In this self-portrait of 1963, a detached Tübke sits with his arms crossed over his chest in front of a pale-blue background. The artist densely worked his facial features with short, controlled hatching using a graphite pencil. He employed a sparser approach when sketching his shirt, which he modeled with mostly longer, lighter strokes. The coloristic emphasis on his small cap is balanced only by the pink accents on the lower portion of his sleeves. The portrait-bust format, the artist’s pose, and the mannered right hand with knotted knuckles are all self-conscious evocations of Renaissance prototypes. Tübke repeatedly explored self-portraiture throughout his career, creating some 140 such works.

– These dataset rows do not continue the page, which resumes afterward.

pub use sea_orm_migration::prelude::*;

mod m2026_10_18_000001_create_wishes;

pub struct Migrator;

#[async_trait::async_trait]
impl MigratorTrait for Migrator {
    fn migrations() -> Vec<Box<dyn MigrationTrait>> {
        vec![Box::new(m2026_10_18_000001_create_wishes::Migration)]
    }
}
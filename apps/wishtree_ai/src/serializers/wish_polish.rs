use serde::{Deserialize, Serialize};

#[derive(Debug, Deserialize)]
pub struct PolishReq {
    pub content: Option<String>,
}

#[derive(Debug, Serialize, Deserialize)]
pub struct PolishResp {
    pub original: String,
    pub polished: String,
}

#[derive(Debug, Serialize, Deserialize)]
pub struct ApiError {
    pub error: String,
}
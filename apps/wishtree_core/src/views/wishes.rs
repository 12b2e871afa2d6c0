use axum::{
    extract::{rejection::JsonRejection, State},
    http::StatusCode,
    Json,
};

use crate::error::WishError;
use crate::serializers::wish::CreateWishReq;
use crate::types::Wish;
use crate::AppState;

pub async fn list_wishes(State(state): State<AppState>) -> Result<Json<Vec<Wish>>, WishError> {
    Ok(Json(state.wishes.list_wishes().await?))
}

pub async fn create_wish(
    State(state): State<AppState>,
    payload: Result<Json<CreateWishReq>, JsonRejection>,
) -> Result<(StatusCode, Json<Wish>), WishError> {
    let Json(req) = payload.map_err(WishError::from)?;
    let wish = state.wishes.submit(req.into()).await?;
    Ok((StatusCode::CREATED, Json(wish)))
}
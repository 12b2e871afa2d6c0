use async_trait::async_trait;
use sea_orm::ActiveValue::NotSet;
use sea_orm::{ActiveModelTrait, DatabaseConnection, EntityTrait, QueryOrder, Set};

use super::{StoreError, WishStore};
use crate::models::wish::{self, Column as WishCol, Entity as WishEntity};
use crate::types::{NewWish, Wish, WishStatus, ANONYMOUS};

pub struct SqlWishStore {
    db: DatabaseConnection,
}

impl SqlWishStore {
    /// The schema must already be in place (see [`crate::ensure_schema`]).
    pub fn new(db: DatabaseConnection) -> Self {
        Self { db }
    }

    pub fn connection(&self) -> &DatabaseConnection {
        &self.db
    }
}

fn row_to_wish(row: wish::Model) -> Result<Wish, StoreError> {
    let status = match row.status.as_deref() {
        None => WishStatus::default(),
        Some(s) => s
            .parse::<WishStatus>()
            .map_err(|reason| StoreError::corrupt(format!("wishes#{}", row.id), reason))?,
    };
    Ok(Wish {
        id: i64::from(row.id),
        content: row.content,
        anonymous_id: row.anonymous_id.unwrap_or_else(|| ANONYMOUS.to_string()),
        created_at: row.created_at.unwrap_or_default(),
        status,
    })
}

#[async_trait]
impl WishStore for SqlWishStore {
    async fn append(&self, new: NewWish) -> Result<Wish, StoreError> {
        let created = wish::ActiveModel {
            id: NotSet,
            content: Set(new.content),
            anonymous_id: Set(Some(new.anonymous_id)),
            created_at: Set(Some(new.created_at)),
            status: Set(Some(new.status.as_str().to_string())),
        }
        .insert(&self.db)
        .await?;

        row_to_wish(created)
    }

    async fn list_all(&self) -> Result<Vec<Wish>, StoreError> {
        WishEntity::find()
            .order_by_desc(WishCol::Id)
            .all(&self.db)
            .await?
            .into_iter()
            .map(row_to_wish)
            .collect()
    }
}
pub mod wishtree_health;
pub mod wishes;
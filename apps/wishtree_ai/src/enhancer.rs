use std::time::Duration;

use async_trait::async_trait;
use serde::{Deserialize, Serialize};
use thiserror::Error;
use tracing::warn;

use crate::prompt::PromptTemplate;
use crate::AiCfg;

const RETRY_BASE_DELAY: Duration = Duration::from_millis(250);

#[derive(Debug, Error)]
pub enum EnhanceError {
    #[error("AI enhancement is not configured")]
    Disabled,

    #[error("enhancer timed out after {0:?}")]
    Timeout(Duration),

    #[error("enhancer request failed: {0}")]
    Transport(String),

    #[error("enhancer returned HTTP {status}: {body}")]
    Status { status: u16, body: String },

    #[error("malformed enhancer response: {0}")]
    Malformed(String),
}

impl EnhanceError {
    /// Worth another attempt: the remote side may answer differently later.
    pub fn is_transient(&self) -> bool {
        match self {
            Self::Timeout(_) | Self::Transport(_) => true,
            Self::Status { status, .. } => *status == 429 || *status >= 500,
            Self::Disabled | Self::Malformed(_) => false,
        }
    }
}

/// Rewrites text through a generative-language model.
#[async_trait]
pub trait Enhancer: Send + Sync {
    async fn enhance(&self, text: &str, template: &PromptTemplate) -> Result<String, EnhanceError>;
}

// ---------- Gemini wire types ----------
#[derive(Serialize)]
struct GenerateReq<'a> {
    contents: [ReqContent<'a>; 1],
}

#[derive(Serialize)]
struct ReqContent<'a> {
    parts: [ReqPart<'a>; 1],
}

#[derive(Serialize)]
struct ReqPart<'a> {
    text: &'a str,
}

#[derive(Deserialize)]
struct GenerateResp {
    #[serde(default)]
    candidates: Vec<Candidate>,
}

#[derive(Deserialize)]
struct Candidate {
    content: Option<CandidateContent>,
}

#[derive(Deserialize)]
struct CandidateContent {
    #[serde(default)]
    parts: Vec<RespPart>,
}

#[derive(Deserialize)]
struct RespPart {
    text: Option<String>,
}

fn first_candidate_text(resp: GenerateResp) -> Result<String, EnhanceError> {
    let parts = resp
        .candidates
        .into_iter()
        .next()
        .and_then(|c| c.content)
        .map(|c| c.parts)
        .ok_or_else(|| EnhanceError::Malformed("no candidate content".into()))?;

    let text: String = parts.into_iter().filter_map(|p| p.text).collect();
    let text = text.trim();
    if text.is_empty() {
        return Err(EnhanceError::Malformed("candidate has no text".into()));
    }
    Ok(text.to_string())
}

// ---------- Gemini client ----------
pub struct GeminiEnhancer {
    client: reqwest::Client,
    endpoint: String,
    api_key: String,
    timeout: Duration,
    max_retries: u32,
}

impl GeminiEnhancer {
    /// `Ok(None)` when no API key is configured.
    pub fn from_cfg(cfg: &AiCfg) -> Result<Option<Self>, EnhanceError> {
        let Some(api_key) = cfg.api_key.clone() else {
            return Ok(None);
        };
        let client = reqwest::Client::builder()
            .timeout(cfg.timeout)
            .build()
            .map_err(|e| EnhanceError::Transport(e.to_string()))?;
        let endpoint = format!(
            "{}/models/{}:generateContent",
            cfg.base_url.trim_end_matches('/'),
            cfg.model
        );
        Ok(Some(Self {
            client,
            endpoint,
            api_key,
            timeout: cfg.timeout,
            max_retries: cfg.max_retries,
        }))
    }

    async fn generate_once(&self, prompt: &str) -> Result<String, EnhanceError> {
        let body = GenerateReq {
            contents: [ReqContent {
                parts: [ReqPart { text: prompt }],
            }],
        };

        let resp = self
            .client
            .post(&self.endpoint)
            .header("x-goog-api-key", self.api_key.as_str())
            .json(&body)
            .send()
            .await
            .map_err(|e| self.request_error(e))?;

        let status = resp.status();
        if !status.is_success() {
            let body = resp.text().await.unwrap_or_default();
            return Err(EnhanceError::Status {
                status: status.as_u16(),
                body,
            });
        }

        let raw = resp.bytes().await.map_err(|e| self.request_error(e))?;
        let parsed: GenerateResp =
            serde_json::from_slice(&raw).map_err(|e| EnhanceError::Malformed(e.to_string()))?;
        first_candidate_text(parsed)
    }

    // the url never reaches callers or logs
    fn request_error(&self, e: reqwest::Error) -> EnhanceError {
        let e = e.without_url();
        if e.is_timeout() {
            EnhanceError::Timeout(self.timeout)
        } else {
            EnhanceError::Transport(e.to_string())
        }
    }
}

#[async_trait]
impl Enhancer for GeminiEnhancer {
    async fn enhance(&self, text: &str, template: &PromptTemplate) -> Result<String, EnhanceError> {
        let prompt = template.render(text);
        let mut attempt = 0u32;
        loop {
            match self.generate_once(&prompt).await {
                Ok(out) => return Ok(out),
                Err(e) if e.is_transient() && attempt < self.max_retries => {
                    let delay = RETRY_BASE_DELAY * 2u32.pow(attempt);
                    attempt += 1;
                    warn!(attempt, error = %e, ?delay, "gemini call failed, retrying");
                    tokio::time::sleep(delay).await;
                }
                Err(e) => return Err(e),
            }
        }
    }
}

The Dresden-born Penck was often in conflict with the GDR authorities because of his association with nonconformist and dissident artists, and his rejection of Socialist Realism—the state-sanctioned art form. Prevented from studying at the art academies in Dresden and East Berlin, Penck developed a highly idiosyncratic visual language composed of simplified forms and figures. Drawing played an important part in his artistic process from the beginning. The archaic, austere, sculptural image captured in this early sheet reflects the artist’s desire to treat the profile of a girl as a universal form. Although no official funds could be used to acquire Penck’s art, the Kupferstich-Kabinett managed to amass one of the largest public collections of his works on paper.
Cybernetic Reflection is among Claus’s early “speech sheets.” Combining writing and drawing, these works allowed the artist to explore the relationship between language and visual expression. To make the drawing, Claus used his right hand to cover one side of a semitransparent piece of tracing paper with tiny lines of partially legible text. On the other side, working with his left hand, he created a complex network of dots and lines. While the artist associated his right hand with rationality, he believed that the use of the clumsier left hand allowed him to access the unconscious or not-yet-conscious parts of his mind. The resultant image resembles a spider, with delicate scribbles radiating outward like threads of a spiderweb.
Altenbourg spent his life in creative seclusion, living far away from the artistic centers of East Germany and withdrawn from the political affairs of the GDR. Composed of precisely placed and layered minute marks, fine textures, lush colors, and tightly woven shapes, this monumental work exemplifies the artist’s meditative, prolonged drawing process. As he often did, Altenbourg purposefully left the subject matter ambiguous. Hui and phui, mentioned in the title, might refer to the German saying “beauty above, ugliness below” (oben hui, unten pfui), thus implying a tension between admiration and disgust.